How diagnostics pave the way for disease control

Heartbreaking scenes fill our TV screens and social media feeds, showing all too clearly how extreme events like earthquakes, tsunamis, hurricanes, floods and fires severely impact people, economies and infrastructure.1, 2 But what about the disease outbreaks that follow in the wake of these events – often after the TV cameras have left – which may kill hundreds of thousands more than the disaster itself?2, 3 

In light of recent natural disasters such as the Turkey-Syria earthquake, Medix Biochemica asks: How can diagnostics providers rise to the challenge and play a role in curbing these deadly outbreaks?

Approximately 45 000 lives are lost every year due to natural disasters around the world2 and, while many people are killed in the short term due to structural collapse, those who survive the immediate effects of the disaster face the life-threatening problem of infectious and vector-borne disease outbreaks.2, 3 It’s estimated that annually over 700 000 post-disaster deaths are caused by infectious diseases.2

It’s statistics like these that inspire us at Medix Biochemica and our clients to work to make a difference. 


Why do diseases spread more rapidly after a natural disaster?

Overcrowding, poor sanitation and exposure to disease-carrying organisms are a few of the biggest risk factors:2, 3

  • Displacement: People who lose their housing often have to live together in relief shelters or temporary housing, where overcrowding and unsanitary conditions cause diseases to spread among large groups of people (and then to new areas once these people return to their homes).2, 3
  • Water, sanitation and hygiene: Poor sanitation, poor hygiene and a lack of access to safe drinking water and food can cause serious illness.2, 3
  • Lack of healthcare access: Poor or overcrowded healthcare services can contribute to disease outbreaks.3 Poor vaccine coverage is also a risk factor.3
  • Infrastructure damage: Overflow of or damage to sanitation systems can cause water-borne diseases to spread.3
  • Exposure to disease-carrying animals: Mosquitos and other pests may breed in flooded or waterlogged areas, causing outbreaks of parasitic diseases like malaria.3 Displaced people are also at risk of being exposed to animals (both wildlife and livestock), which may further contribute to the spread of diseases.3
  • Assisting in clean-up activities: Exposure to floodwater while helping with post-disaster clean-up increases the risk of exposure to a  water-borne disease3 (this could affect both survivors and rescue teams).

How soon after a natural disaster does disease break out?

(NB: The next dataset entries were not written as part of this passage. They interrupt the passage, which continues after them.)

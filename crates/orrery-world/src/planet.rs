use orrery_geom::Vec2;
use rand::Rng;

use crate::config::GalaxyGenConfig;

/// Visual/thematic classification of a star system.
#[derive(Clone, Copy, Debug, PartialEq, Eq, Hash)]
pub enum Biome {
    Terran,
    Lava,
    Ice,
    GasGiant,
}

impl Biome {
    pub const ALL: [Biome; 4] = [Biome::Terran, Biome::Lava, Biome::Ice, Biome::GasGiant];

    pub fn label(self) -> &'static str {
        match self {
            Biome::Terran => "terran",
            Biome::Lava => "lava",
            Biome::Ice => "ice",
            Biome::GasGiant => "gasgiant",
        }
    }
}

/// Generation-time grouping of planets around a shared center. Systems are
/// flattened away before caching; only their planets survive.
#[derive(Clone, Debug, PartialEq)]
pub struct StarSystem {
    pub center: Vec2,
    pub biome: Biome,
    pub planets: Vec<Planet>,
}

#[derive(Clone, Debug, PartialEq)]
pub struct Planet {
    pub pos: Vec2,
    pub radius: f32,
    pub color: [u8; 3],
    pub name: String,
    /// Transient: observer currently close enough to interact. Not persisted.
    pub in_range: bool,
    /// Transient UI state, but captured by saves so an open overlay survives.
    pub show_overlay: bool,
}

impl Planet {
    pub fn new(pos: Vec2, radius: f32, color: [u8; 3], name: String) -> Self {
        Self {
            pos,
            radius,
            color,
            name,
            in_range: false,
            show_overlay: false,
        }
    }

    /// Circle containment with an interaction margin around the rim.
    #[inline]
    pub fn contains_point(&self, p: Vec2, margin: f32) -> bool {
        let r = self.radius + margin;
        (p - self.pos).length_squared() < r * r
    }
}

/// Two syllables, first capitalized, with an optional "-N" suffix.
pub(crate) fn generate_name<R: Rng>(rng: &mut R, cfg: &GalaxyGenConfig) -> String {
    let first = &cfg.syllables[rng.gen_range(0..cfg.syllables.len())];
    let second = &cfg.syllables[rng.gen_range(0..cfg.syllables.len())];
    let mut name = capitalize(first);
    name.push_str(second);
    if rng.gen_range(0.0..1.0f32) < cfg.name_suffix_chance {
        let n: u8 = rng.gen_range(1..=99);
        name.push('-');
        name.push_str(&n.to_string());
    }
    name
}

fn capitalize(s: &str) -> String {
    let mut chars = s.chars();
    match chars.next() {
        Some(c) => c.to_uppercase().chain(chars).collect(),
        None => String::new(),
    }
}
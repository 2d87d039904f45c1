use orrery_geom::Vec2;
use serde::{Deserialize, Serialize};

#[derive(Clone, Copy, Debug, Default, PartialEq, Eq, Hash, Serialize, Deserialize)]
pub struct ChunkCoord {
    pub cx: i32,
    pub cy: i32,
}

impl ChunkCoord {
    #[inline]
    pub const fn new(cx: i32, cy: i32) -> Self {
        Self { cx, cy }
    }

    /// Chunk owning a world position. Floor division, so negative positions
    /// partition correctly: (-1, -1) belongs to chunk (-1, -1), not (0, 0).
    #[inline]
    pub fn of_position(pos: Vec2, chunk_size: f32) -> Self {
        Self {
            cx: (pos.x / chunk_size).floor() as i32,
            cy: (pos.y / chunk_size).floor() as i32,
        }
    }

    #[inline]
    pub fn offset(self, dx: i32, dy: i32) -> Self {
        Self {
            cx: self.cx + dx,
            cy: self.cy + dy,
        }
    }

    #[inline]
    pub fn distance_sq(self, other: ChunkCoord) -> i64 {
        let dx = i64::from(self.cx - other.cx);
        let dy = i64::from(self.cy - other.cy);
        dx * dx + dy * dy
    }
}

impl From<(i32, i32)> for ChunkCoord {
    fn from(value: (i32, i32)) -> Self {
        Self::new(value.0, value.1)
    }
}

impl From<ChunkCoord> for (i32, i32) {
    fn from(value: ChunkCoord) -> Self {
        (value.cx, value.cy)
    }
}
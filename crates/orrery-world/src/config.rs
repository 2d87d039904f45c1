use serde::Deserialize;
use std::error::Error;
use std::fs;
use std::path::Path;

/// Generation tunables. Defaults reproduce the shipped galaxy; a TOML file
/// may override individual fields for experiments.
#[derive(Clone, Debug, Deserialize)]
pub struct GalaxyGenConfig {
    /// Edge length of a square chunk in world units.
    #[serde(default = "default_chunk_size")]
    pub chunk_size: f32,
    /// Cap on resident chunks held by the streaming cache.
    #[serde(default = "default_max_loaded_chunks")]
    pub max_loaded_chunks: usize,
    /// Inclusive [min, max] star systems per chunk.
    #[serde(default = "default_systems_per_chunk")]
    pub systems_per_chunk: [u32; 2],
    /// Inclusive [min, max] planets per system.
    #[serde(default = "default_planets_per_system")]
    pub planets_per_system: [u32; 2],
    /// Inclusive [min, max] planet radius in world units.
    #[serde(default = "default_radius_range")]
    pub radius_range: [f32; 2],
    /// Lowest value any color channel may take (255 is always the ceiling).
    #[serde(default = "default_color_floor")]
    pub color_floor: u8,
    /// Probability of a numeric suffix on a generated planet name.
    #[serde(default = "default_name_suffix_chance")]
    pub name_suffix_chance: f32,
    /// Syllable pool for planet names.
    #[serde(default = "default_syllables")]
    pub syllables: Vec<String>,
}

impl Default for GalaxyGenConfig {
    fn default() -> Self {
        Self {
            chunk_size: default_chunk_size(),
            max_loaded_chunks: default_max_loaded_chunks(),
            systems_per_chunk: default_systems_per_chunk(),
            planets_per_system: default_planets_per_system(),
            radius_range: default_radius_range(),
            color_floor: default_color_floor(),
            name_suffix_chance: default_name_suffix_chance(),
            syllables: default_syllables(),
        }
    }
}

fn default_chunk_size() -> f32 {
    20_000.0
}

fn default_max_loaded_chunks() -> usize {
    25
}

fn default_systems_per_chunk() -> [u32; 2] {
    [0, 2]
}

fn default_planets_per_system() -> [u32; 2] {
    [3, 7]
}

fn default_radius_range() -> [f32; 2] {
    [100.0, 1500.0]
}

fn default_color_floor() -> u8 {
    60
}

fn default_name_suffix_chance() -> f32 {
    0.4
}

fn default_syllables() -> Vec<String> {
    [
        "ty", "no", "li", "ge", "goy", "ven", "tura", "ex", "treme", "dra", "cula", "zyr", "pha",
        "phyr", "mir", "slop", "ye", "xe", "cy", "ber",
    ]
    .into_iter()
    .map(str::to_string)
    .collect()
}

pub fn load_config_from_path(path: &Path) -> Result<GalaxyGenConfig, Box<dyn Error>> {
    let txt = fs::read_to_string(path)?;
    let cfg: GalaxyGenConfig = toml::from_str(&txt)?;
    Ok(cfg)
}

Infectious diseases can cause problems days, weeks or even months after the initial natural disaster takes place.4  In one widely-known tragic example, Haiti experienced an outbreak of cholera in October 2010, a full 10 months after a devastating earthquake hit the country in January of that year.5 This was a resurgence of the disease, after more than 3 years with no reported cases in the country.5 The earthquake itself killed over 200 000 people and displaced over 1 million. The outbreak caused over 820 000 cases of cholera and killed nearly 10 000 people.5

A post-disaster outbreak has 3 distinct phases:

  • Phase 1 (impact phase, usually up to 4 days): Survivors are extricated and injured people are given initial medical treatment.4  
  • Phase 2 (post-impact phase, 4 days to 4 weeks): The first waves of infectious diseases start to emerge – these could be waterborne, droplet-/airborne, vector-borne or food-borne.4
  • Phase 3 (recovery phase, after 4 weeks): Diseases with longer incubation periods start to emerge.4 Areas may be affected by a combination of endemic and new ‘imported’ diseases,4 one or more of which may grow into an epidemic.4

Companies involved in providing post-disaster aid need to consider these timelines as they plan how best to assist.


Which diseases should we expect after a natural disaster?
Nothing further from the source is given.